◆ EXERCISE OBJECTIVE ◆
Work through the lines below and count those holding "keeps"; reply with the number only.

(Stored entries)
>>

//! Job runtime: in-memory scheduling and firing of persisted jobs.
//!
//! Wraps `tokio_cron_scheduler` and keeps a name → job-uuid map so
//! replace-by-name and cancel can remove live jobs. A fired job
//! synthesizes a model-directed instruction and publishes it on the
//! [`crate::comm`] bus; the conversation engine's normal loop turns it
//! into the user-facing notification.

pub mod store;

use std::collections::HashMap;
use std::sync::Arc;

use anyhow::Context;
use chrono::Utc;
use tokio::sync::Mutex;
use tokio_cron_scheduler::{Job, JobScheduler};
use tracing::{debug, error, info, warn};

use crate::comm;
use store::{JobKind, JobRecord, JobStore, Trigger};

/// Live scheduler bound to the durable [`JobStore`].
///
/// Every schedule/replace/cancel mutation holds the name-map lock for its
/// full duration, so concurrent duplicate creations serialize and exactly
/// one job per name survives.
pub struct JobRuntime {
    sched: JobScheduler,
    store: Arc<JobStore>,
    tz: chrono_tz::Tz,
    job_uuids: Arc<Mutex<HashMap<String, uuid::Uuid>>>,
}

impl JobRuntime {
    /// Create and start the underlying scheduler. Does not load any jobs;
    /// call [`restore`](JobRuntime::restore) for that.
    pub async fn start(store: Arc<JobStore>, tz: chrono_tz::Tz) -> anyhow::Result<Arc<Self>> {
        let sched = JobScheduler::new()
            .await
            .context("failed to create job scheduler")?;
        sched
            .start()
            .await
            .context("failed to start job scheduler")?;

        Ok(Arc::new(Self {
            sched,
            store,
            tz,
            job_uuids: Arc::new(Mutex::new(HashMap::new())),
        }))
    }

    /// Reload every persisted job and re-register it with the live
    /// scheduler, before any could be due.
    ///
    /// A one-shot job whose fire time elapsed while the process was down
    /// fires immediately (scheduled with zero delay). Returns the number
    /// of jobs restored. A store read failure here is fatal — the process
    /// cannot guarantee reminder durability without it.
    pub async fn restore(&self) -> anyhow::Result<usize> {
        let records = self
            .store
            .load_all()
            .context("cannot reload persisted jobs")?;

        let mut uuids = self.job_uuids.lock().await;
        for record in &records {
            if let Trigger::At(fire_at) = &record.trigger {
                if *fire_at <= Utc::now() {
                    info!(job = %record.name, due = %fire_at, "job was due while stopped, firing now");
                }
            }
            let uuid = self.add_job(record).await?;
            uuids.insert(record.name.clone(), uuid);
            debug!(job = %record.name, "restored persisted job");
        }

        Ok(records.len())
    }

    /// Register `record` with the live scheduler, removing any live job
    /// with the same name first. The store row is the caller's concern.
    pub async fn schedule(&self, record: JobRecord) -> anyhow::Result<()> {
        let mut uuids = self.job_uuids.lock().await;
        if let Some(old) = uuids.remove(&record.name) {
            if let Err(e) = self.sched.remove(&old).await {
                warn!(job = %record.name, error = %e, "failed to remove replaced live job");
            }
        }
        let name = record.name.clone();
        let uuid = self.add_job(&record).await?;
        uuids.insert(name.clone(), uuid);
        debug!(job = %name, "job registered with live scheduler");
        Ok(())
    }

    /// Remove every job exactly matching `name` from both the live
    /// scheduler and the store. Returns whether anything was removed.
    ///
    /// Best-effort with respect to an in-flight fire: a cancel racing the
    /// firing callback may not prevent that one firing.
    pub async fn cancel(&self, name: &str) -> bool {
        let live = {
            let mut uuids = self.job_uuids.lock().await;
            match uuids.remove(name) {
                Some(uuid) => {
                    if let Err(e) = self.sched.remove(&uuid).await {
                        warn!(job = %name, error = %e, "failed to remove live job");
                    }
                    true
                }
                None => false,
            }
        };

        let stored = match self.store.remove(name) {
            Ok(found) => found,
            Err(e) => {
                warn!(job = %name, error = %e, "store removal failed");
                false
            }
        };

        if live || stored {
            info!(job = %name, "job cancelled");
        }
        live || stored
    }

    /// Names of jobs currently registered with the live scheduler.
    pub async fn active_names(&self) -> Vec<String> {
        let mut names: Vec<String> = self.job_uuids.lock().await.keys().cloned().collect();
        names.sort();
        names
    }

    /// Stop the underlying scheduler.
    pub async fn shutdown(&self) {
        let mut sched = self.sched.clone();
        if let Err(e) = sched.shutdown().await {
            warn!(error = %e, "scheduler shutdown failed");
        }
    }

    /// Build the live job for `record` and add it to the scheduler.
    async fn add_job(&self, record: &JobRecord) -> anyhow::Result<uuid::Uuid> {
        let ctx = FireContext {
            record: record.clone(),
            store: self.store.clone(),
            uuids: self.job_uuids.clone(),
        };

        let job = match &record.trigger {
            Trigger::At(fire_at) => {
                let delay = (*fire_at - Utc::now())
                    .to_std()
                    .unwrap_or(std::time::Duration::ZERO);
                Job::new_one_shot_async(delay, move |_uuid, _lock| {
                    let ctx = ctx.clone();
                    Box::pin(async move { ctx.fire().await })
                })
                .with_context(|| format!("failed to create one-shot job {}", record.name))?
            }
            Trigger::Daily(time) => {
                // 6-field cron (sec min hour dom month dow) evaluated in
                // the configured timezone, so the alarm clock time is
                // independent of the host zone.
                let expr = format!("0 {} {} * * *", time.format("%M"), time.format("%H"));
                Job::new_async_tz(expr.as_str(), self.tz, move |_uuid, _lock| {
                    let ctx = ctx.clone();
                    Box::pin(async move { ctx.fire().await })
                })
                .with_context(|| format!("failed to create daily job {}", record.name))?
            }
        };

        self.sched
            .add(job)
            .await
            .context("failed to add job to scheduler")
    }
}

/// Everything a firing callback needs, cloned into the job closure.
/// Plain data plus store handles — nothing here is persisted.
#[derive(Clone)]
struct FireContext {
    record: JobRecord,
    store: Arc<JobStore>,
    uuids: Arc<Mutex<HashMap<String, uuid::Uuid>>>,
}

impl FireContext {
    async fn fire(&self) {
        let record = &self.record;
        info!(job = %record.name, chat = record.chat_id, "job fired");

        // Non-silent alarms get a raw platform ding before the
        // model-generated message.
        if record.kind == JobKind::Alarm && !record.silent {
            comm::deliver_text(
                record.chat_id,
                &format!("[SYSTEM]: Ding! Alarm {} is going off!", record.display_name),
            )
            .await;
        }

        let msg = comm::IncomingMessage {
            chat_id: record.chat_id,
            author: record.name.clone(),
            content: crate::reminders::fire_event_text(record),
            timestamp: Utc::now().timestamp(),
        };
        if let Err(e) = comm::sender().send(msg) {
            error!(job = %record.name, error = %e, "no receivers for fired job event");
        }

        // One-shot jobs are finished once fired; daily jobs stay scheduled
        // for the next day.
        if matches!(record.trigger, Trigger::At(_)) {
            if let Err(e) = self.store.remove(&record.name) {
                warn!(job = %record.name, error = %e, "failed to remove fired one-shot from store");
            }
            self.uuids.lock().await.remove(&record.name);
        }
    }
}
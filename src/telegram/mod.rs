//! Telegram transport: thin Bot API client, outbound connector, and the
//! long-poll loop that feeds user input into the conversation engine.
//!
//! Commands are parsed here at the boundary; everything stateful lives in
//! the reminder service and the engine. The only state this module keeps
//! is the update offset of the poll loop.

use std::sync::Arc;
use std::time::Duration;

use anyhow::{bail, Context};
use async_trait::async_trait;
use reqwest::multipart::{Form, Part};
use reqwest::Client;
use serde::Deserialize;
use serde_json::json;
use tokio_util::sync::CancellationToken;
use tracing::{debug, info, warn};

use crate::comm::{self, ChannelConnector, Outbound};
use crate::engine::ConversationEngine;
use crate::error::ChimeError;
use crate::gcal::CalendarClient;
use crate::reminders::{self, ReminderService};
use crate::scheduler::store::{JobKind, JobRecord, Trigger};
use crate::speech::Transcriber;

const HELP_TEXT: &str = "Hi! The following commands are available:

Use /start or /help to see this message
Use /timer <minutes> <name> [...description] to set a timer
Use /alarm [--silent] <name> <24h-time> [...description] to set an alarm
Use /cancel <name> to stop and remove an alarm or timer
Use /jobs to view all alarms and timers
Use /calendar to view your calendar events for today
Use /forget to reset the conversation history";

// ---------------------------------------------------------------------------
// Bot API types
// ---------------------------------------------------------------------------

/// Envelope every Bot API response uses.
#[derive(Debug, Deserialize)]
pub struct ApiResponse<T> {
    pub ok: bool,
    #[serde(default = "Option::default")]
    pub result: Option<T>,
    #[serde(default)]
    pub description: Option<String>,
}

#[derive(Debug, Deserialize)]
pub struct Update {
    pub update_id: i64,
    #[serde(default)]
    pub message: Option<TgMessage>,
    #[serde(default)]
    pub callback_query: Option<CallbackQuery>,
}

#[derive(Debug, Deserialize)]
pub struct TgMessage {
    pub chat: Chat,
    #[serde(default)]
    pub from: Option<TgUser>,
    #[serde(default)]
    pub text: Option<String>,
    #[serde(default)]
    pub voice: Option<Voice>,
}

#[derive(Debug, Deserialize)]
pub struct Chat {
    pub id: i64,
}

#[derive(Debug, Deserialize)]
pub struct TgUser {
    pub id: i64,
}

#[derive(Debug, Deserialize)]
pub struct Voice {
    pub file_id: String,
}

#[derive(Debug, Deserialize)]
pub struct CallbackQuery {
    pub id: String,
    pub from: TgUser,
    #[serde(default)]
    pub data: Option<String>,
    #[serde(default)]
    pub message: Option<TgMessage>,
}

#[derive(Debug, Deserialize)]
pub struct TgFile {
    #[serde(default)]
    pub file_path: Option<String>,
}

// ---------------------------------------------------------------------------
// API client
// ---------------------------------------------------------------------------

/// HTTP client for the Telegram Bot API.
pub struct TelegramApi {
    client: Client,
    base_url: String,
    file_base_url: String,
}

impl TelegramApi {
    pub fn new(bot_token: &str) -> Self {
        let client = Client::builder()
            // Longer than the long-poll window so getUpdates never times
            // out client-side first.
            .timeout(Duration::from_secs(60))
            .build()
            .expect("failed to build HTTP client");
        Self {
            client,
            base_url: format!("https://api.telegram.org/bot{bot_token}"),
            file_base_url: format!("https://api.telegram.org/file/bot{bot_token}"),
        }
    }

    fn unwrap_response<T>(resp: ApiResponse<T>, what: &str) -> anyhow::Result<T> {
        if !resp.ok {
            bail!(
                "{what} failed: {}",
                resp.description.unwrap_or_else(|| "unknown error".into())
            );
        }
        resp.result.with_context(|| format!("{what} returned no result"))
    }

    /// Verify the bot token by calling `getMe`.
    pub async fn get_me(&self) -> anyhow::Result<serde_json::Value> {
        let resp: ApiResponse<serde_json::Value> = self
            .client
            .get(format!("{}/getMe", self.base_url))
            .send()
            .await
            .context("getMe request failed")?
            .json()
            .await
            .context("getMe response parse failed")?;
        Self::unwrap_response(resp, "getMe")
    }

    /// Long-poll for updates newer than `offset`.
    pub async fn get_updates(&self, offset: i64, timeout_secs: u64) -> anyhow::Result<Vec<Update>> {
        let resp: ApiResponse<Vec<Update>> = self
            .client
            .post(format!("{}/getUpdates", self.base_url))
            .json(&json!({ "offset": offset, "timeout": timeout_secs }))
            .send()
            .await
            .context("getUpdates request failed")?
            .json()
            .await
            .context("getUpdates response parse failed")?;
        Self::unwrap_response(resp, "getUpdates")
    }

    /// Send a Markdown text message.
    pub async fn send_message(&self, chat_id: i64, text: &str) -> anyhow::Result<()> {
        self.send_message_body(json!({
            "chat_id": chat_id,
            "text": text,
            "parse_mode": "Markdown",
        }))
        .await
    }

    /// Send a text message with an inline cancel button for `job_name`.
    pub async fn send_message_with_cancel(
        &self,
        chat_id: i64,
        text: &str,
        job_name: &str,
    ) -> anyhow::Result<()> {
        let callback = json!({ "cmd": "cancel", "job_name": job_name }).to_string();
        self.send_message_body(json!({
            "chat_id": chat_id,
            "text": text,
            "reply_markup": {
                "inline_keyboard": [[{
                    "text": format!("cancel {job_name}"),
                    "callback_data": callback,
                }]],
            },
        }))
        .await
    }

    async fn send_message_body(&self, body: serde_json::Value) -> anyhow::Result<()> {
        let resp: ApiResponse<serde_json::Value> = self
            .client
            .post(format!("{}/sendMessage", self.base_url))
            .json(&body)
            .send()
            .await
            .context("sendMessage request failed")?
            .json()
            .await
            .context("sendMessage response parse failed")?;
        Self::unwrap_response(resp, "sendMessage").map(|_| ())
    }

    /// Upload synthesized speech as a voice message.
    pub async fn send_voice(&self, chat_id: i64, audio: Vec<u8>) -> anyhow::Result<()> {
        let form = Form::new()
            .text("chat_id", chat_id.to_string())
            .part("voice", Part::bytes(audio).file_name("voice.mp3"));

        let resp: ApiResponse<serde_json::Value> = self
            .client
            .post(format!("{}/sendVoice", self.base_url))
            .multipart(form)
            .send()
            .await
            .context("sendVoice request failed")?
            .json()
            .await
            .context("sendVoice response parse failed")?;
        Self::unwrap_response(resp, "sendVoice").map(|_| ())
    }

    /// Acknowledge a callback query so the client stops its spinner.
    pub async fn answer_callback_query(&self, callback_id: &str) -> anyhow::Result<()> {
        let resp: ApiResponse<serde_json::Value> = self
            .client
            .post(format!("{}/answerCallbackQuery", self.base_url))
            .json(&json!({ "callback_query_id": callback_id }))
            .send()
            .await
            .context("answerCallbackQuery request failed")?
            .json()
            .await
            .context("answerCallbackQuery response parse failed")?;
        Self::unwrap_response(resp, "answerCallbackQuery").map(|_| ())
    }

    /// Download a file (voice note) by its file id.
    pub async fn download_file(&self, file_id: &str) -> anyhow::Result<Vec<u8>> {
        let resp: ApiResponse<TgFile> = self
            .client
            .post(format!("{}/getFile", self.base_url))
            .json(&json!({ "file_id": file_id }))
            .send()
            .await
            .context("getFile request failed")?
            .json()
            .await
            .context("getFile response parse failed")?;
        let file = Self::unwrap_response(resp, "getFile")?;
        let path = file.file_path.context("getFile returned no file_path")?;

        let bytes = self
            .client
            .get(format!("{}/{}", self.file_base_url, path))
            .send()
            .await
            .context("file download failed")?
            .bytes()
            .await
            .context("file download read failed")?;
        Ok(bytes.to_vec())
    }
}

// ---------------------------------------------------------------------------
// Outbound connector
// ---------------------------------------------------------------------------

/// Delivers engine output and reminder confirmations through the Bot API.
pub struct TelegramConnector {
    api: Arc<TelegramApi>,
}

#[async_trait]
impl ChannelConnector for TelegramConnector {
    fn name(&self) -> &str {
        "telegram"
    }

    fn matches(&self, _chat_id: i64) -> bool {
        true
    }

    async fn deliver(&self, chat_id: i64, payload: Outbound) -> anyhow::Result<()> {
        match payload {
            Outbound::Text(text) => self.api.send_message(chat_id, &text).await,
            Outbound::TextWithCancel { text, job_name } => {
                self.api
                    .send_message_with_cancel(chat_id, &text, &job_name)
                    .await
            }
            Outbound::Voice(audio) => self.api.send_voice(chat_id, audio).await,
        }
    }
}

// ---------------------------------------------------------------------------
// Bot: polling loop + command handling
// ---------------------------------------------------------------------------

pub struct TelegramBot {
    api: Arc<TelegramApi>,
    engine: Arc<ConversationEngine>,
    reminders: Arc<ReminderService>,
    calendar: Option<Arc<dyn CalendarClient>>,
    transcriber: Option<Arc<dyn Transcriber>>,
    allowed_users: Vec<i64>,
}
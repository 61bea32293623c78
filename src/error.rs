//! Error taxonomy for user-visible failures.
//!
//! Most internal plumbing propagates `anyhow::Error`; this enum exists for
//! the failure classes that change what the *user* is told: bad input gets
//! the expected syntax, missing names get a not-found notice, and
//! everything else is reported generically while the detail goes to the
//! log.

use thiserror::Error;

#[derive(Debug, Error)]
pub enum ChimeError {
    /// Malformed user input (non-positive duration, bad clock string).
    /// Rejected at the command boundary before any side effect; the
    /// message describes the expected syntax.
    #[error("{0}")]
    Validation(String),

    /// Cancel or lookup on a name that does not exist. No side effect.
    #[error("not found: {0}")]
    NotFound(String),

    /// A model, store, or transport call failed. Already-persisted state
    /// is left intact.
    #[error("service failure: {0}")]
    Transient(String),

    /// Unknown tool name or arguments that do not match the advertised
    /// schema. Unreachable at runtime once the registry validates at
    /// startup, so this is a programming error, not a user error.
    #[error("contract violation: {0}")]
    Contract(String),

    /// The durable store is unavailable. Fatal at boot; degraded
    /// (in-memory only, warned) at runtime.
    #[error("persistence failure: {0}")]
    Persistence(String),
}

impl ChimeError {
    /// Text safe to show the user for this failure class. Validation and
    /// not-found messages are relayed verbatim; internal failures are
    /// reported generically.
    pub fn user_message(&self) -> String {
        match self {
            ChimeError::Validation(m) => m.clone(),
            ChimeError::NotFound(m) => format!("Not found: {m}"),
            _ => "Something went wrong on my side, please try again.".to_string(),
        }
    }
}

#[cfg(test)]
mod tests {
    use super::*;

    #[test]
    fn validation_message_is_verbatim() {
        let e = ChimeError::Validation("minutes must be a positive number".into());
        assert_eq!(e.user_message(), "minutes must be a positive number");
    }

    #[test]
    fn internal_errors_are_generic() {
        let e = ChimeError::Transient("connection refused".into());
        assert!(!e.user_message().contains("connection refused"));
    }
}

<<

◆ RESULT OF THIS TASK ◆
2